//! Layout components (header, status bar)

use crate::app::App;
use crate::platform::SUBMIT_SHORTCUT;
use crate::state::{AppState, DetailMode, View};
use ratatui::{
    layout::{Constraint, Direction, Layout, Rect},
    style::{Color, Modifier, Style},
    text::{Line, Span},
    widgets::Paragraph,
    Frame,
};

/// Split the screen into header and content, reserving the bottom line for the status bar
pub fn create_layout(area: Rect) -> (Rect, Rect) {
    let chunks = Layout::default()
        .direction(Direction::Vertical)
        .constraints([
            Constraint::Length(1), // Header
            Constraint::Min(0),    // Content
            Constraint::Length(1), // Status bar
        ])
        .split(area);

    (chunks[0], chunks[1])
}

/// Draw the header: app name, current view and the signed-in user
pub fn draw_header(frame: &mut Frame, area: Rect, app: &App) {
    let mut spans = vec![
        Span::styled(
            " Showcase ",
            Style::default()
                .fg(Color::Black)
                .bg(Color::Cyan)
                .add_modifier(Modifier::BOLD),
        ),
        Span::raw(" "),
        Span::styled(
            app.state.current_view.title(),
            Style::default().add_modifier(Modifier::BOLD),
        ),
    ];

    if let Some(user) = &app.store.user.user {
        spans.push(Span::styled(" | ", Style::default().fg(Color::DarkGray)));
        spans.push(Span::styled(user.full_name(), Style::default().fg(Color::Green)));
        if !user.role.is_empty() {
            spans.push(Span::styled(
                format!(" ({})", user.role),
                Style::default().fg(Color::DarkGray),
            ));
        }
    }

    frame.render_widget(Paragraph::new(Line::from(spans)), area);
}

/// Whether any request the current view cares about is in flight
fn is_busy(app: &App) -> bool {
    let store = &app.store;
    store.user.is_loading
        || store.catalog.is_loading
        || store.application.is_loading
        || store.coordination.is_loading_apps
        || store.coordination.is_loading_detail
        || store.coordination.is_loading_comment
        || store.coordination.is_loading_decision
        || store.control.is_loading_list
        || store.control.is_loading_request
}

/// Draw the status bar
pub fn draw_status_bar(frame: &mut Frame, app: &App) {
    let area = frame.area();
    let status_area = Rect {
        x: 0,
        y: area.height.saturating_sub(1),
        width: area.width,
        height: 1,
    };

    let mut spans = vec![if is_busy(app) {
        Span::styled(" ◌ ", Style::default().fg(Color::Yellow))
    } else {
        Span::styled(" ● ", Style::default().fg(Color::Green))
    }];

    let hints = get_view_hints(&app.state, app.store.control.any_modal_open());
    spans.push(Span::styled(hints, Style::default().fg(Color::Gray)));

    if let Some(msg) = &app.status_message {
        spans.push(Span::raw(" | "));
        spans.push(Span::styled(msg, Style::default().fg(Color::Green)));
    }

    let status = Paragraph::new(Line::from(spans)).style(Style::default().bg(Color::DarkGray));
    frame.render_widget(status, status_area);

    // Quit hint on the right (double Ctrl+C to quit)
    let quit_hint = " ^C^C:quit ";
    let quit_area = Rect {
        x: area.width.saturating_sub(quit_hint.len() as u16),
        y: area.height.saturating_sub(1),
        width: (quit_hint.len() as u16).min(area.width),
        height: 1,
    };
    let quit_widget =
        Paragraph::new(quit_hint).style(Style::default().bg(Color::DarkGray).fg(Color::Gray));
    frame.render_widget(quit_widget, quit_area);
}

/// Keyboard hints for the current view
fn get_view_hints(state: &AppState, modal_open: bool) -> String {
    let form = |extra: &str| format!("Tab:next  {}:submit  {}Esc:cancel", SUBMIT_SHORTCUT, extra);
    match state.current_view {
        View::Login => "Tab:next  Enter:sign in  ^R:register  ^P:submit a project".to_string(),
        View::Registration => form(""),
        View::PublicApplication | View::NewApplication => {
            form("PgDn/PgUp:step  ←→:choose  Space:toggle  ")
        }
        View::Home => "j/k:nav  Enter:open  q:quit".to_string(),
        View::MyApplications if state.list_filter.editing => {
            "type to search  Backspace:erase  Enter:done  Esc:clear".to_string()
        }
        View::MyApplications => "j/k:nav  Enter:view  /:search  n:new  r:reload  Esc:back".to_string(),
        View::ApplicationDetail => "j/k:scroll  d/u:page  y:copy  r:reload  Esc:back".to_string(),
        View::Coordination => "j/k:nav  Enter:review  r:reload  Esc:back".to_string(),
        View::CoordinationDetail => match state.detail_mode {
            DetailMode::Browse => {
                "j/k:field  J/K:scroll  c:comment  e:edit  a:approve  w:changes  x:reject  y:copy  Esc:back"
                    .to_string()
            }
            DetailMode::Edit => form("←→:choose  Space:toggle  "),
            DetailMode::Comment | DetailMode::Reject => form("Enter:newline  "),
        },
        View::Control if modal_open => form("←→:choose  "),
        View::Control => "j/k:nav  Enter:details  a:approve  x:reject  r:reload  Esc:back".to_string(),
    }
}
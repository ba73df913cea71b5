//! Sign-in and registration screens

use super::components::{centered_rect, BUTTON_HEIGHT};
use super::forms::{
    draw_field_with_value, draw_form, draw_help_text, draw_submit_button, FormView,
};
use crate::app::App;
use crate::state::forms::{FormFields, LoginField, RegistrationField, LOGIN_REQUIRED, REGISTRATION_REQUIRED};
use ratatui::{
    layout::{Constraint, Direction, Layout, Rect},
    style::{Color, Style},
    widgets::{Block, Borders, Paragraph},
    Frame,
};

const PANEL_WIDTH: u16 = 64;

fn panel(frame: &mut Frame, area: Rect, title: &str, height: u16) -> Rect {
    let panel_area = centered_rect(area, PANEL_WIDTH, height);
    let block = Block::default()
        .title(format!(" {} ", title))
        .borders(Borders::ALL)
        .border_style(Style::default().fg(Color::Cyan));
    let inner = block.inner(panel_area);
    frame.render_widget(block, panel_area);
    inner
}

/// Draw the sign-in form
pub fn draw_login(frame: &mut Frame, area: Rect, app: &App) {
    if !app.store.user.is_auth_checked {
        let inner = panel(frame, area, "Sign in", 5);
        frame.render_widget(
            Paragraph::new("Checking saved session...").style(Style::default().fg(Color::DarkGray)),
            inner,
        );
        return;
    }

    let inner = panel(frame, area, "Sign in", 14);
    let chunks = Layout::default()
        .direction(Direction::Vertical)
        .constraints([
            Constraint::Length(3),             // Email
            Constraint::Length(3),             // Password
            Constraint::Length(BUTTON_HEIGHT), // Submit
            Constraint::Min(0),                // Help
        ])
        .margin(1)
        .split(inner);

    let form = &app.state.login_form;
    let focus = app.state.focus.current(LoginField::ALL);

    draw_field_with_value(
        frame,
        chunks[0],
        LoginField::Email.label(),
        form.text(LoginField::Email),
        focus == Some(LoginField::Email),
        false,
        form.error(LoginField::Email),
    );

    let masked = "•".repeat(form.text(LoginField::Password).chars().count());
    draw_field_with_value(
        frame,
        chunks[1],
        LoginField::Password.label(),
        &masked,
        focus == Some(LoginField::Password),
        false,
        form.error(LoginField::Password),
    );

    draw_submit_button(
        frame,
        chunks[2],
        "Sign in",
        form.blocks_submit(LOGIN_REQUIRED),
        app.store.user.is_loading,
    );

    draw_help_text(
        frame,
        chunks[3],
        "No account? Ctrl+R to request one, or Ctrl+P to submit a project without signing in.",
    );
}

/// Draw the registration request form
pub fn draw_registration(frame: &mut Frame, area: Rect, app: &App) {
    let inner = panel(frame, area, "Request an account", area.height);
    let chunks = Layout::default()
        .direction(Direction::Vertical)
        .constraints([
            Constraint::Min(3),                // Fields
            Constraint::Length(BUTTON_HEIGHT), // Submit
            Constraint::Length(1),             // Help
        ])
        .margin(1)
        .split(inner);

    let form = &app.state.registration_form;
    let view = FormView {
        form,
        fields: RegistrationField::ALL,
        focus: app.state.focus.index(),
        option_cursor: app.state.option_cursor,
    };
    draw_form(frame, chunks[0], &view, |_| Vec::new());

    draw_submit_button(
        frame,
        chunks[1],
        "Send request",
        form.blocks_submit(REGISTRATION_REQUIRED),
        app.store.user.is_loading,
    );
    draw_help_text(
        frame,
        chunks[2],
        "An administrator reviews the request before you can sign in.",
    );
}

* * * * *

Prompt: The expected response is the material above given again line by line, from its first line to the line holding "the signed-in user", inclusive.

Written response:
//! Layout components (header, status bar)

use crate::app::App;
use crate::platform::SUBMIT_SHORTCUT;
use crate::state::{AppState, DetailMode, View};
use ratatui::{
    layout::{Constraint, Direction, Layout, Rect},
    style::{Color, Modifier, Style},
    text::{Line, Span},
    widgets::Paragraph,
    Frame,
};

/// Split the screen into header and content, reserving the bottom line for the status bar
pub fn create_layout(area: Rect) -> (Rect, Rect) {
    let chunks = Layout::default()
        .direction(Direction::Vertical)
        .constraints([
            Constraint::Length(1), // Header
            Constraint::Min(0),    // Content
            Constraint::Length(1), // Status bar
        ])
        .split(area);

    (chunks[0], chunks[1])
}

/// Draw the header: app name, current view and the signed-in user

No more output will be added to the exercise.